I think we are all much more aware of our own appearance than others are. I once commented on a colleague's lovely new scarf and she thanked me and asked why I thought none of our other colleagues had mentioned it - to her they must have noticed it and were deliberately not commenting, whereas I am 100% certain they were absorbed in their own stuff and hadn't noticed.

Onlyvisiting · 30/10/2024 12:15

Threetrees745 · 30/10/2024 11:20

Imagine that you had lost a significant amount of weight and looked visibly different. You had got there through diet, giving up certain treat foods and cutting down on alcohol and starting the gym, so a full lifestyle overhaul that is hard to ignore.

Would you find it odd if close family members never mentioned noticing anything different and continued to offer/bring you unhealthy food when catching up?

No, I think anything otherwise is rude and if hate it. I mean, if you raise the topic of your dieting and weight loss then I'd probably risk a 'wow, that's impressive, well done, or 'you look great' but otherwise I'd never comment on someone's weight as I loath it when done to me.
You say, 'have you lost weight' thinking it's a compliment but what I am hearing is ' I judge everyone I see on their weight and I thought you were fat before but now you are slightly less fat and I think you being fat was so awful I need to remark on you managing to be slightly less fat. Yay.'
I much prefer to believe people aren't really looking at me, thank you very much!
And bringing different foods would be bizarre, if you want to eat different things bring them yourself or let them know.

wfhwfh · 30/10/2024 12:31

Shoxfordian · 30/10/2024 11:27

They might not comment because it's impolite to comment on someone else's body and it can have negative implications
They can offer you unhealthy food occasionally, you can still have it occasionally- nothing wrong with that

This 100% - commenting on anyone else’s body is not ok and it always contains some implicit judgement.

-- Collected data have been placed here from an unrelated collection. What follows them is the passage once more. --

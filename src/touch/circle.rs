use glam::Vec2;

use super::{GestureCircle, TouchSlot};
use crate::config::CircleConfig;

/// Screen-axis quadrant of a vector: 0 `(+,+)`, 1 `(-,+)`, 2 `(-,-)`, 3 `(+,-)`.
///
/// Vectors lying on an axis fall into quadrant 0.
fn quadrant(v: Vec2) -> usize {
    match (v.x > 0.0, v.x < 0.0, v.y > 0.0, v.y < 0.0) {
        (true, _, true, _) => 0,
        (_, true, true, _) => 1,
        (_, true, _, true) => 2,
        (true, _, _, true) => 3,
        _ => 0,
    }
}

#[derive(Clone, Copy, Debug, Default)]
struct Hypothesis {
    wrong: usize,
    advances: usize,
}

/// Counts quarter turns of the step direction under both rotation senses.
#[derive(Clone, Copy, Debug, Default)]
struct QuarterWalk {
    clockwise: Hypothesis,
    counter_clockwise: Hypothesis,
}

impl QuarterWalk {
    fn step(&mut self, current: usize, next: usize) {
        if next == current {
            return;
        }
        if next == (current + 1) % 4 {
            self.counter_clockwise.advances += 1;
            self.clockwise.wrong += 1;
        } else if next == (current + 3) % 4 {
            self.clockwise.advances += 1;
            self.counter_clockwise.wrong += 1;
        } else {
            self.clockwise.wrong += 1;
            self.counter_clockwise.wrong += 1;
        }
    }

    /// Winning sense (`true` for clockwise) and its hypothesis. Ties go to
    /// counter-clockwise.
    fn verdict(&self) -> (bool, Hypothesis) {
        if self.counter_clockwise.wrong <= self.clockwise.wrong {
            (false, self.counter_clockwise)
        } else {
            (true, self.clockwise)
        }
    }
}

/// Circle classifier over a finished trajectory.
///
/// Returns the fitted circle when the step directions rotate consistently,
/// the points spread evenly around the centroid and every point stays inside
/// the configured radius band. `rotates` is positive for clockwise motion in
/// a y-up coordinate system.
///
/// Steps lying exactly on a screen axis bucket into quadrant 0 like a
/// `(+,+)` step. Integer pixel paths produce such steps often: a path made
/// only of axis-aligned steps reports no quarter turns, and near-axis float
/// jitter can read as a turn in the opposite sense.
pub fn classify(slot: &TouchSlot, config: &CircleConfig) -> Option<GestureCircle> {
    let points: Vec<Vec2> = slot.trajectory_points().collect();
    let count = points.len();
    if count < config.min_points || count < 3 {
        return None;
    }

    let center = points.iter().copied().sum::<Vec2>() / count as f32;
    let mean_radius = points.iter().map(|p| p.distance(center)).sum::<f32>() / count as f32;
    if mean_radius <= f32::EPSILON {
        return None;
    }

    let mut walk = QuarterWalk::default();
    let mut current = quadrant(points[1] - points[0]);
    for pair in points[1..].windows(2) {
        let next = quadrant(pair[1] - pair[0]);
        walk.step(current, next);
        current = next;
    }
    let (clockwise, winner) = walk.verdict();

    let wrong_percent = winner.wrong * 100 / count;
    if wrong_percent > config.max_wrong_percent as usize {
        log::trace!(
            "touch: circle_reject reason=wrong_turns wrong_percent={}",
            wrong_percent
        );
        return None;
    }

    let mut counts = [0usize; 4];
    for point in &points {
        counts[quadrant(*point - center)] += 1;
    }
    let mean_count = count / 4;
    if counts
        .iter()
        .any(|c| c.abs_diff(mean_count) > config.max_quadrant_skew)
    {
        log::trace!("touch: circle_reject reason=quadrant_skew counts={:?}", counts);
        return None;
    }

    let out_of_band = points.iter().any(|p| {
        let percent = p.distance(center) / mean_radius * 100.0;
        percent < config.min_radius_percent || percent > config.max_radius_percent
    });
    if out_of_band {
        log::trace!(
            "touch: circle_reject reason=radius_band mean_radius={}",
            mean_radius
        );
        return None;
    }

    let turns = (winner.advances as f32 / 4.0).round_ties_even() as i32;
    Some(GestureCircle {
        center,
        radius: mean_radius,
        rotates: if clockwise { turns } else { -turns },
    })
}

If you’re happy with personal comments just say when you’re declining a treat something about trying to keep some weight off. Once you’ve made clear the weight loss is intentional, I’m sure they will say “well done”, etc.

But the only body it’s ok to comment on is your own. So you need to be the one to bring it up.

(Think your family sound great btw!)

LouH5 · 30/10/2024 12:32

I don’t think the offering unhealthy food (ie asking you to take home chocolates and packets of leftover biscuits) is odd at all.
Your weight loss is a huge deal to you, but not to them. They probably just aren’t really thinking about it. Also you can diet and eat healthily but still like a treat every now and then, they aren’t to know that you don’t want it at all.

The girls and I often get together for takeaway/movie nights and there are always loads of snacks, more than we ever need. When we leave, whoever hosted will always say “oh god guys, please take these sweets and chocolates, I won’t eat them all!” And some people take a couple and others don’t. It’s no big deal. The host would probs just feel a bit rude keeping them all and thinks it’s nice to offer them out. But in these situations no one stops to think “oh is she on a diet, better not offer them to her” or “she’s given up chocolate for lent, won’t include her when offering them out.” Things just get offered, take them or don’t.

It’s really not that deep.

wfhwfh · 30/10/2024 12:34

Also second the PP who said that your close family won’t comment on your weight because they don’t care what size body you have.

You might care - and that’s fine (it’s your body). But other people (especially loved ones) shouldn’t value you more or less based on your weight.

I think your family sound amazing - I wish more people could take heed of their respect & consideration

Sixpence39 · 30/10/2024 12:35

I absolutely resent when someone comments on my body - good or bad! I think if you talk about it first it's different, otherwise I wouldn't expect anyone to comment.

sausagesforteaagain · 30/10/2024 12:35

Thing is, most people would think oh @Threetrees745 is skinny now, maybe they want to eat all the unhealthy stuff.

just take it and stick it in the bin. And don’t think about it any further.